A terme, l’objectif est de banaliser la destination marocaine comme ont su le faire le Portugal et la Croatie avec leurs festivals de musiques électroniques.

-D'accord mais pourquoi Oasis cartonne et pas les autres?

-Ce succès est le fruit d’un travail collectif.

Dès sa première édition, les promoteurs ont voulu construire un festival aux meilleurs standards internationaux sans lésiner sur les moyens financiers et humains.

Pour cela, nous avons mis en place:

- une application internet dédiée (programme, activités …),

- un système de paiement dématérialisé sur le bracelet-ticket (consommations…),

- des navettes gratuites entre le site et la ville pour assurer sécurité et sérénité des festivaliers,

- un bon système de sonorisation,

- des partenariats avec les plus grandes agences de relations publiques (USA, Europe…) pour faire connaitre Oasis,

- et nous avons choisi les meilleurs bookers (directeurs artistiques) au monde pour programmer la crème des artistes.

-A-t-il été difficile de convaincre des artistes de réputation mondiale comme Carl Cox de venir au Maroc?

-Au début oui car ils ne connaissaient pas le festival.

Si vous voulez programmer une méga-star comme Beyoncé qui n’a pas l’assurance que sa prestation sera produite dans les meilleures conditions, il est évident qu’elle refusera de venir.

Cela n’a donc pas été facile sachant que les grands artistes comme Carl Cox sont bookés 100 fois dans l’année et ne sont pas à une date près, même si vous leur offrez un pont en or.

C'est donc à partir de la 3ème année que nous avons obtenu une vraie reconnaissance mondiale car nous nous sommes alignés sur la meilleure qualité de spectacle et de sonorisation au monde.

-A terme, est-il question de passer à 10.000 festivaliers?

- Le site de «Fellah Hotel» peut accueillir plus de 5.000 personnes mais nous ne voulons pas augmenter la capacité en altérant le résultat final.

Notre objectif est d’assurer le meilleur confort aux festivaliers et leur faire vivre une expérience unique en termes de spectacle sonore et visuel.

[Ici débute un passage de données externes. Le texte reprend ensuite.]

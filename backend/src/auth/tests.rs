use super::*;

#[test]
fn test_validate_bearer_success() {
    assert!(validate_bearer("Bearer supersecrettoken", "supersecrettoken").is_ok());
}

#[test]
fn test_validate_bearer_wrong_token() {
    let result = validate_bearer("Bearer wrong", "supersecrettoken");
    assert!(result.is_err());
}

#[test]
fn test_validate_bearer_missing_scheme() {
    let result = validate_bearer("supersecrettoken", "supersecrettoken");
    assert!(result.is_err());
}

#[test]
fn test_validate_admin_id_success() {
    let admin_id = validate_admin_id("111", &[111, 222]).expect("known admin should pass");
    assert_eq!(admin_id, 111);
}

#[test]
fn test_validate_admin_id_unknown() {
    let result = validate_admin_id("333", &[111, 222]);
    assert!(result.is_err());
}

#[test]
fn test_validate_admin_id_not_numeric() {
    let result = validate_admin_id("not-a-number", &[111, 222]);
    assert!(result.is_err());
}
use axum::{
    Json, Router,
    extract::State,
    routing::post,
};
use chrono::{DateTime, Utc};
use serde::{Deserialize, Serialize};
use std::sync::Arc;

use crate::auth::ServiceAuth;
use crate::axum_http::error_responses::AppError;
use application::usecases::checkout::CheckoutUseCase;
use domain::value_objects::quotes::PurchaseQuote;
use infra::{
    db::{
        postgres::postgres_connection::PgPool,
        repositories::{
            checkout::CheckoutPostgres, promo_codes::PromoCodePostgres,
            settings::SettingPostgres, tariffs::TariffPostgres, users::UserPostgres,
        },
    },
    telegram::client::TelegramChannelClient,
};

type PurchasesState = Arc<
    CheckoutUseCase<
        CheckoutPostgres,
        TariffPostgres,
        PromoCodePostgres,
        UserPostgres,
        SettingPostgres,
        TelegramChannelClient,
    >,
>;

pub fn routes(db_pool: Arc<PgPool>, channel: Arc<TelegramChannelClient>) -> Router {
    let checkout_usecase = CheckoutUseCase::new(
        Arc::new(CheckoutPostgres::new(Arc::clone(&db_pool))),
        Arc::new(TariffPostgres::new(Arc::clone(&db_pool))),
        Arc::new(PromoCodePostgres::new(Arc::clone(&db_pool))),
        Arc::new(UserPostgres::new(Arc::clone(&db_pool))),
        Arc::new(SettingPostgres::new(Arc::clone(&db_pool))),
        channel,
    );

    Router::new()
        .route("/quote", post(quote))
        .route("/confirmations", post(confirm))
        .with_state(Arc::new(checkout_usecase))
}

#[derive(Debug, Deserialize)]
pub struct QuoteRequest {
    pub user_id: i64,
    pub username: Option<String>,
    pub tariff_id: i32,
    pub promo_code: Option<String>,
}

#[derive(Debug, Deserialize)]
pub struct ConfirmRequest {
    pub reference: String,
    pub provider_payment_id: String,
}

#[derive(Debug, Serialize)]
pub struct ConfirmResponse {
    pub new_end_date: Option<DateTime<Utc>>,
    pub duplicate: bool,
}

pub async fn quote(
    State(checkout_usecase): State<PurchasesState>,
    _auth: ServiceAuth,
    Json(payload): Json<QuoteRequest>,
) -> Result<Json<PurchaseQuote>, AppError> {
    let quote = checkout_usecase
        .quote(
            payload.user_id,
            payload.username,
            payload.tariff_id,
            payload.promo_code.as_deref(),
        )
        .await?;

    Ok(Json(quote))
}

pub async fn confirm(
    State(checkout_usecase): State<PurchasesState>,
    _auth: ServiceAuth,
    Json(payload): Json<ConfirmRequest>,
) -> Result<Json<ConfirmResponse>, AppError> {
    let confirmed = checkout_usecase
        .confirm(&payload.reference, &payload.provider_payment_id)
        .await?;

    Ok(Json(ConfirmResponse {
        new_end_date: confirmed.end_date,
        duplicate: confirmed.duplicate,
    }))
}
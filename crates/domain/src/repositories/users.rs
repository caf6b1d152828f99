use anyhow::Result;
use async_trait::async_trait;
use chrono::{DateTime, Utc};
use mockall::automock;

use crate::entities::users::UserEntity;

/// All writers of a user's subscription window go through this trait.
/// `extend_subscription` and the revoke operations are each one atomic
/// read-modify-write at the storage layer, so concurrent purchases,
/// admin actions and sweeps cannot lose updates.
#[automock]
#[async_trait]
pub trait UserRepository {
    async fn ensure_user(&self, user_id: i64, username: Option<String>) -> Result<()>;

    async fn find(&self, user_id: i64) -> Result<Option<UserEntity>>;

    /// Extends from `max(now, current end)`, so remaining time is kept
    /// and lapsed users start counting from now. Returns `None` for an
    /// unknown user.
    async fn extend_subscription(
        &self,
        user_id: i64,
        days: i64,
    ) -> Result<Option<DateTime<Utc>>>;

    async fn revoke_subscription(&self, user_id: i64) -> Result<()>;

    async fn list_expired(&self, now: DateTime<Utc>) -> Result<Vec<UserEntity>>;

    /// Users whose end date falls in the half-open window `(after, until]`.
    async fn list_expiring_between(
        &self,
        after: DateTime<Utc>,
        until: DateTime<Utc>,
    ) -> Result<Vec<UserEntity>>;

    async fn list_user_ids(&self) -> Result<Vec<i64>>;

    async fn count_users(&self) -> Result<i64>;

    async fn count_active(&self, now: DateTime<Utc>) -> Result<i64>;
}
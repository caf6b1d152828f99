use serde::Serialize;

#[derive(Debug, Clone, Serialize)]
pub struct AppliedPromo {
    pub code: String,
    pub discount_percent: i32,
}

/// Priced purchase offer handed back to the messaging layer. `reference`
/// is the encoded token the payment provider echoes on confirmation.
#[derive(Debug, Clone, Serialize)]
pub struct PurchaseQuote {
    pub tariff_id: i32,
    pub tariff_name: String,
    pub duration_days: i32,
    pub base_price_minor: i32,
    pub final_price_minor: i32,
    pub promo: Option<AppliedPromo>,
    pub reference: String,
}
use anyhow::Result;
use async_trait::async_trait;
use mockall::automock;

use crate::entities::tariffs::{InsertTariffEntity, TariffEntity};

#[automock]
#[async_trait]
pub trait TariffRepository {
    async fn create(&self, tariff: InsertTariffEntity) -> Result<i32>;

    async fn list(&self) -> Result<Vec<TariffEntity>>;

    async fn find(&self, tariff_id: i32) -> Result<Option<TariffEntity>>;

    /// Returns false when no such tariff existed.
    async fn delete(&self, tariff_id: i32) -> Result<bool>;
}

Entre les tickets vendus, les tickets sponsors (ventes indirectes), les invités des artistes et ceux des organisateurs, nous avions 5.400 billets au total auxquels s’ajoutent environ 600 professionnels.

En ajoutant les gens qui travaillent sur le site (staff médical, agents de nettoyage, sécurité, équipes son et lumière pour les 3 scènes…), les médias nationaux et étrangers (106 Marocains et 150 étrangers), la journée du samedi 15 septembre a connu un pic de fréquentation de 6.000 personnes.

Pour qu’Oasis ne sature pas, il ne doit pas dépasser les 6.000 personnes sur le site Fellah Hotel.

-La demande est pourtant importante et les profits supplémentaires possibles...

-Il est hors de question de faire du profit pour du profit.

Certes, nous voulons continuer à drainer davantage de monde mais il faut que cela reste une expérience à taille humaine.

-Le festival américain Coachella attire 100.000 personnes et la qualité est pourtant toujours au rendez-vous...

-Au Maroc, nous ne sommes pas devant la même configuration.

Le premier frein est le pouvoir d’achat local car même s’il y a encore une audience beaucoup plus importante qui aimerait venir, cette dernière n’a pas forcément les moyens.

De plus, faire venir plus de monde de l’étranger n’est pas aussi simple qu'il y parait.

-Pour quelles raisons?

-C’est une question de coût aérien élevé au Maroc.

Le prix de l’aérien n’aide pas vraiment à faire venir davantage de festivaliers étrangers.

Aller au Portugal d’un pays européen coûte 60 ou 80 euros alors que pour Marrakech, il faudra débourser entre 150 et 200 euros.

La destination Maroc fait rêver mais reste malheureusement encore trop chère.

-Qu’avez-vous prévu pour y remédier?

-Notre priorité, pour l'édition 2019, est de travailler sur des partenariats avec des agences de voyages et des compagnies aériennes pour ajouter des vols compétitifs.

-Avez-vous l’intention de déménager l’an prochain?

-Nous allons faire le bilan de cette 4ème édition pour recueillir le ressenti des festivaliers.

En fonction des retours, nous verrons s’il est utile de rester sur la même capacité ou si nous devrons élargir l’audience.